[Exercise objective]: Wherever a line in the data below holds "else", copy that line.

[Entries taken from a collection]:
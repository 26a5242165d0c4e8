//! Configuration types and loading
//!
//! Config precedence: CLI args > env vars > config file > defaults.
//! Every section is optional; an empty file yields a working local setup.
//! The client API key is loaded from CODEX_PROXY_API_KEY or api_key_file,
//! never stored in the TOML directly to avoid leaking secrets.

use std::net::SocketAddr;
use std::path::{Path, PathBuf};
use std::time::Duration;

use chat_translate::{
    ModelCatalog, ModelEntry, ReasoningCompat, ReasoningEffort, ReasoningSummary,
    TranslatorOptions,
};
use codex_auth::{FlowSettings, OAuthConfig, RefreshPolicy};
use common::Secret;
use provider::ClientConfig;
use serde::Deserialize;

/// Env var holding the client API key for `/v1/*`.
pub const API_KEY_ENV: &str = "CODEX_PROXY_API_KEY";

/// Root configuration
#[derive(Debug, Default, Deserialize)]
#[serde(deny_unknown_fields)]
pub struct Config {
    #[serde(default)]
    pub server: ServerConfig,
    #[serde(default)]
    pub oauth: OAuthSection,
    #[serde(default)]
    pub backend: BackendConfig,
    #[serde(default)]
    pub refresh: RefreshConfig,
    #[serde(default)]
    pub storage: StorageConfig,
    #[serde(default)]
    pub translation: TranslationConfig,
    /// Exposed models; the built-in catalog when empty.
    #[serde(default)]
    pub models: Vec<ModelEntry>,
}

/// HTTP listener settings
#[derive(Debug, Deserialize)]
pub struct ServerConfig {
    #[serde(default = "default_listen_addr")]
    pub listen_addr: SocketAddr,
    #[serde(default = "default_max_connections")]
    pub max_connections: usize,
    /// Bearer key clients must present on `/v1/*`. None disables the check.
    #[serde(skip)]
    pub api_key: Option<Secret<String>>,
    /// Path to a file containing the API key (alternative to CODEX_PROXY_API_KEY)
    #[serde(default)]
    pub api_key_file: Option<PathBuf>,
}

impl Default for ServerConfig {
    fn default() -> Self {
        Self {
            listen_addr: default_listen_addr(),
            max_connections: default_max_connections(),
            api_key: None,
            api_key_file: None,
        }
    }
}

/// OAuth client identity and login flow settings
#[derive(Debug, Deserialize)]
pub struct OAuthSection {
    #[serde(default = "default_client_id")]
    pub client_id: String,
    #[serde(default = "default_redirect_uri")]
    pub redirect_uri: String,
    #[serde(default = "default_authorize_endpoint")]
    pub authorize_endpoint: String,
    #[serde(default = "default_token_endpoint")]
    pub token_endpoint: String,
    #[serde(default = "default_login_timeout")]
    pub login_timeout_secs: u64,
    #[serde(default)]
    pub exchange_api_key: bool,
    /// Extra listener for the OAuth redirect (the registered redirect URI
    /// points at port 1455). Skipped when equal to `server.listen_addr`.
    #[serde(default = "default_callback_listen_addr")]
    pub callback_listen_addr: Option<SocketAddr>,
}

impl Default for OAuthSection {
    fn default() -> Self {
        Self {
            client_id: default_client_id(),
            redirect_uri: default_redirect_uri(),
            authorize_endpoint: default_authorize_endpoint(),
            token_endpoint: default_token_endpoint(),
            login_timeout_secs: default_login_timeout(),
            exchange_api_key: false,
            callback_listen_addr: default_callback_listen_addr(),
        }
    }
}

impl OAuthSection {
    pub fn oauth_config(&self) -> OAuthConfig {
        OAuthConfig {
            client_id: self.client_id.clone(),
            redirect_uri: self.redirect_uri.clone(),
            authorize_endpoint: self.authorize_endpoint.clone(),
            token_endpoint: self.token_endpoint.clone(),
            ..OAuthConfig::default()
        }
    }

    pub fn flow_settings(&self) -> FlowSettings {
        FlowSettings {
            login_timeout: Duration::from_secs(self.login_timeout_secs),
            exchange_api_key: self.exchange_api_key,
        }
    }
}

/// Codex backend connection settings
#[derive(Debug, Deserialize)]
pub struct BackendConfig {
    #[serde(default = "default_base_url")]
    pub base_url: String,
    #[serde(default = "default_backend_timeout")]
    pub timeout_secs: u64,
    #[serde(default = "default_connect_timeout")]
    pub connect_timeout_secs: u64,
    #[serde(default = "default_idle_timeout")]
    pub idle_timeout_secs: u64,
    #[serde(default = "default_attempts")]
    pub max_attempts: u32,
    #[serde(default = "default_backend_backoff")]
    pub retry_backoff_ms: u64,
}

impl Default for BackendConfig {
    fn default() -> Self {
        Self {
            base_url: default_base_url(),
            timeout_secs: default_backend_timeout(),
            connect_timeout_secs: default_connect_timeout(),
            idle_timeout_secs: default_idle_timeout(),
            max_attempts: default_attempts(),
            retry_backoff_ms: default_backend_backoff(),
        }
    }
}

impl BackendConfig {
    pub fn client_config(&self) -> ClientConfig {
        ClientConfig {
            base_url: self.base_url.clone(),
            timeout: Duration::from_secs(self.timeout_secs),
            connect_timeout: Duration::from_secs(self.connect_timeout_secs),
            idle_timeout: Duration::from_secs(self.idle_timeout_secs),
            max_attempts: self.max_attempts,
            retry_backoff: Duration::from_millis(self.retry_backoff_ms),
            ..ClientConfig::default()
        }
    }
}

/// Token refresh tunables
#[derive(Debug, Deserialize)]
pub struct RefreshConfig {
    #[serde(default = "default_margin")]
    pub margin_secs: u64,
    #[serde(default = "default_attempts")]
    pub max_attempts: u32,
    #[serde(default = "default_refresh_backoff")]
    pub backoff_ms: u64,
    /// Background refresh check period; 0 disables the background task.
    #[serde(default = "default_refresh_interval")]
    pub interval_secs: u64,
    #[serde(default = "default_assumed_lifetime")]
    pub assumed_lifetime_secs: u64,
}

impl Default for RefreshConfig {
    fn default() -> Self {
        Self {
            margin_secs: default_margin(),
            max_attempts: default_attempts(),
            backoff_ms: default_refresh_backoff(),
            interval_secs: default_refresh_interval(),
            assumed_lifetime_secs: default_assumed_lifetime(),
        }
    }
}

impl RefreshConfig {
    pub fn policy(&self) -> RefreshPolicy {
        RefreshPolicy {
            margin: Duration::from_secs(self.margin_secs),
            max_attempts: self.max_attempts,
            base_backoff: Duration::from_millis(self.backoff_ms),
            assumed_lifetime: Duration::from_secs(self.assumed_lifetime_secs),
        }
    }

    /// Background ticks refresh anything expiring before the next tick.
    pub fn background_threshold(&self) -> Duration {
        Duration::from_secs(self.interval_secs + self.margin_secs)
    }
}

/// Persistence settings
#[derive(Debug, Deserialize)]
pub struct StorageConfig {
    #[serde(default = "default_auth_file")]
    pub auth_file: PathBuf,
}

impl Default for StorageConfig {
    fn default() -> Self {
        Self {
            auth_file: default_auth_file(),
        }
    }
}

/// Request translation defaults
#[derive(Debug, Deserialize)]
pub struct TranslationConfig {
    /// File with the base instructions sent on every backend request.
    #[serde(default)]
    pub instructions_file: Option<PathBuf>,
    #[serde(skip)]
    pub instructions: Option<String>,
    #[serde(default = "default_effort")]
    pub default_reasoning_effort: String,
    #[serde(default = "default_summary")]
    pub default_reasoning_summary: String,
    #[serde(default = "default_compat")]
    pub default_reasoning_compat: String,
}

impl Default for TranslationConfig {
    fn default() -> Self {
        Self {
            instructions_file: None,
            instructions: None,
            default_reasoning_effort: default_effort(),
            default_reasoning_summary: default_summary(),
            default_reasoning_compat: default_compat(),
        }
    }
}

fn default_listen_addr() -> SocketAddr {
    SocketAddr::from(([127, 0, 0, 1], 8080))
}

fn default_callback_listen_addr() -> Option<SocketAddr> {
    Some(SocketAddr::from(([127, 0, 0, 1], 1455)))
}

fn default_max_connections() -> usize {
    1000
}

fn default_client_id() -> String {
    codex_auth::constants::CLIENT_ID.to_owned()
}

fn default_redirect_uri() -> String {
    codex_auth::constants::REDIRECT_URI.to_owned()
}

fn default_authorize_endpoint() -> String {
    codex_auth::constants::AUTHORIZE_ENDPOINT.to_owned()
}

fn default_token_endpoint() -> String {
    codex_auth::constants::TOKEN_ENDPOINT.to_owned()
}

fn default_login_timeout() -> u64 {
    600
}

fn default_base_url() -> String {
    "https://chatgpt.com/backend-api/codex".to_owned()
}

fn default_backend_timeout() -> u64 {
    600
}

fn default_connect_timeout() -> u64 {
    10
}

fn default_idle_timeout() -> u64 {
    120
}

fn default_attempts() -> u32 {
    3
}

fn default_backend_backoff() -> u64 {
    250
}

fn default_margin() -> u64 {
    60
}

fn default_refresh_backoff() -> u64 {
    500
}

fn default_refresh_interval() -> u64 {
    300
}

fn default_assumed_lifetime() -> u64 {
    3600
}

fn default_auth_file() -> PathBuf {
    PathBuf::from("auth.json")
}

fn default_effort() -> String {
    "medium".to_owned()
}

fn default_summary() -> String {
    "auto".to_owned()
}

fn default_compat() -> String {
    "think-tags".to_owned()
}

fn is_http_url(url: &str) -> bool {
    url.starts_with("http://") || url.starts_with("https://")
}

impl Config {
    /// Load configuration from a TOML file, then overlay environment variables.
    pub fn load(path: &Path) -> common::Result<Self> {
        let contents = std::fs::read_to_string(path)?;
        let config: Config = toml::from_str(&contents)?;
        config.finish()
    }

    /// Like `load`, but a missing file yields the defaults.
    pub fn load_or_default(path: &Path) -> common::Result<Self> {
        if path.exists() {
            Self::load(path)
        } else {
            Config::default().finish()
        }
    }

    /// Validate, read referenced files and apply env overrides.
    fn finish(mut self) -> common::Result<Self> {
        for (name, url) in [
            ("backend.base_url", &self.backend.base_url),
            ("oauth.token_endpoint", &self.oauth.token_endpoint),
            ("oauth.authorize_endpoint", &self.oauth.authorize_endpoint),
            ("oauth.redirect_uri", &self.oauth.redirect_uri),
        ] {
            if !is_http_url(url) {
                return Err(common::Error::invalid(
                    name,
                    format!("must start with http:// or https://, got: {url}"),
                ));
            }
        }

        for (name, value) in [
            ("server.max_connections", self.server.max_connections as u64),
            ("backend.timeout_secs", self.backend.timeout_secs),
            ("backend.idle_timeout_secs", self.backend.idle_timeout_secs),
            ("backend.max_attempts", u64::from(self.backend.max_attempts)),
            ("refresh.max_attempts", u64::from(self.refresh.max_attempts)),
            ("oauth.login_timeout_secs", self.oauth.login_timeout_secs),
        ] {
            if value == 0 {
                return Err(common::Error::invalid(name, "must be greater than 0"));
            }
        }

        let t = &self.translation;
        if ReasoningEffort::parse(&t.default_reasoning_effort).is_none() {
            return Err(common::Error::invalid(
                "translation.default_reasoning_effort",
                format!(
                    "must be one of {}, got: {}",
                    ReasoningEffort::EXPECTED,
                    t.default_reasoning_effort
                ),
            ));
        }
        if ReasoningSummary::parse(&t.default_reasoning_summary).is_none() {
            return Err(common::Error::invalid(
                "translation.default_reasoning_summary",
                format!(
                    "must be one of {}, got: {}",
                    ReasoningSummary::EXPECTED,
                    t.default_reasoning_summary
                ),
            ));
        }
        if ReasoningCompat::parse(&t.default_reasoning_compat).is_none() {
            return Err(common::Error::invalid(
                "translation.default_reasoning_compat",
                format!(
                    "must be one of {}, got: {}",
                    ReasoningCompat::EXPECTED,
                    t.default_reasoning_compat
                ),
            ));
        }

        let mut seen = std::collections::HashSet::new();
        for model in &self.models {
            if model.id.trim().is_empty() {
                return Err(common::Error::invalid("models[].id", "must not be empty"));
            }
            if !seen.insert(model.id.to_ascii_lowercase()) {
                return Err(common::Error::invalid(
                    "models[].id",
                    format!("duplicate model id: {}", model.id),
                ));
            }
        }

        if let Some(ref file) = self.translation.instructions_file {
            let text = std::fs::read_to_string(file).map_err(|e| {
                common::Error::Config(format!(
                    "failed to read instructions_file {}: {e}",
                    file.display()
                ))
            })?;
            self.translation.instructions = Some(text);
        }

        // Resolve API key: env var takes precedence over file
        if let Ok(key) = std::env::var(API_KEY_ENV)
            && !key.trim().is_empty()
        {
            self.server.api_key = Some(Secret::new(key.trim().to_owned()));
        } else if let Some(ref key_file) = self.server.api_key_file {
            let key = std::fs::read_to_string(key_file).map_err(|e| {
                common::Error::Config(format!(
                    "failed to read api_key_file {}: {e}",
                    key_file.display()
                ))
            })?;
            let key = Secret::from(key.trim().to_owned());
            if !key.is_empty() {
                self.server.api_key = Some(key);
            }
        }

        Ok(self)
    }

    /// Resolve config file path from CLI arg or CONFIG_PATH env var.
    ///
    /// The flag is true when the path was given explicitly, in which case a
    /// missing file is an error rather than a fallback to defaults.
    pub fn resolve_path(cli_path: Option<&str>) -> (PathBuf, bool) {
        if let Some(p) = cli_path {
            return (PathBuf::from(p), true);
        }
        if let Ok(p) = std::env::var("CONFIG_PATH") {
            return (PathBuf::from(p), true);
        }
        (PathBuf::from("codex-proxy.toml"), false)
    }

    /// Options for the request translator. Values were validated on load.
    pub fn translator_options(&self) -> TranslatorOptions {
        let defaults = TranslatorOptions::default();
        let t = &self.translation;
        TranslatorOptions {
            instructions: t.instructions.clone().unwrap_or(defaults.instructions),
            models: if self.models.is_empty() {
                ModelCatalog::default()
            } else {
                ModelCatalog::new(self.models.clone())
            },
            default_effort: ReasoningEffort::parse(&t.default_reasoning_effort)
                .unwrap_or(defaults.default_effort),
            default_summary: ReasoningSummary::parse(&t.default_reasoning_summary)
                .unwrap_or(defaults.default_summary),
            default_compat: ReasoningCompat::parse(&t.default_reasoning_compat)
                .unwrap_or(defaults.default_compat),
        }
    }
}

[Solution to this exercise]:
        } else {
        } else if let Some(ref key_file) = self.server.api_key_file {
            } else {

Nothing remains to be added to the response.